Assigned task
Go over the lines below, and when one contains the word "fetch", copy it.

[Dataset excerpts Boundary: Start]

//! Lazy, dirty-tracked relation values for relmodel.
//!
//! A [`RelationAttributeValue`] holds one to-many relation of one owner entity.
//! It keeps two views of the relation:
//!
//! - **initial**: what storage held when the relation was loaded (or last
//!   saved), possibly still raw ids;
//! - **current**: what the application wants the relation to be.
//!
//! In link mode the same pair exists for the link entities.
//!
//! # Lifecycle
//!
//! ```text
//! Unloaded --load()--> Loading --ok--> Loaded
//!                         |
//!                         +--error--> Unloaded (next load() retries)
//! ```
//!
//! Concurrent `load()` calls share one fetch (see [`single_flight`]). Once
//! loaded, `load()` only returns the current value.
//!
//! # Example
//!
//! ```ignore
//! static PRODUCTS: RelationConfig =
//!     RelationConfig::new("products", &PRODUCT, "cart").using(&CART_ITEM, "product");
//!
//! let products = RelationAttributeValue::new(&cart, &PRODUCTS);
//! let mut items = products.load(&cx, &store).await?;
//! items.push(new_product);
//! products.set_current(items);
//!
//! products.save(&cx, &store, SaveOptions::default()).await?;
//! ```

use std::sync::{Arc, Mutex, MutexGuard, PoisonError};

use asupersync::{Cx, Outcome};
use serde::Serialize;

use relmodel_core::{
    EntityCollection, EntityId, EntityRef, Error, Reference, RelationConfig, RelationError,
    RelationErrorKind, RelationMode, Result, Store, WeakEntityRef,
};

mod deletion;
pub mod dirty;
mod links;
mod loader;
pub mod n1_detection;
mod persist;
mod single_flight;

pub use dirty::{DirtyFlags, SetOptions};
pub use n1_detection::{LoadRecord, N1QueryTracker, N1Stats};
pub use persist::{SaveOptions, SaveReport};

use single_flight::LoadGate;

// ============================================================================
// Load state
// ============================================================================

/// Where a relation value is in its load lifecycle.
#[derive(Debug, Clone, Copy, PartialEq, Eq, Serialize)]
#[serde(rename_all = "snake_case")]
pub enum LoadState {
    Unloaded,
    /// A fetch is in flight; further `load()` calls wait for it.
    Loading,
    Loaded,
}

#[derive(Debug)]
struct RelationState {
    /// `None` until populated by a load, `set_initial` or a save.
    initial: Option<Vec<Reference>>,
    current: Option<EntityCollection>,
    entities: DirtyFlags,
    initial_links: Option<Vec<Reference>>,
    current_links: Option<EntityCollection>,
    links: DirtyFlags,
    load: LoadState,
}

[Dataset excerpts Boundary: End]

Task response
//! Concurrent `load()` calls share one fetch (see [`single_flight`]). Once
    /// A fetch is in flight; further `load()` calls wait for it.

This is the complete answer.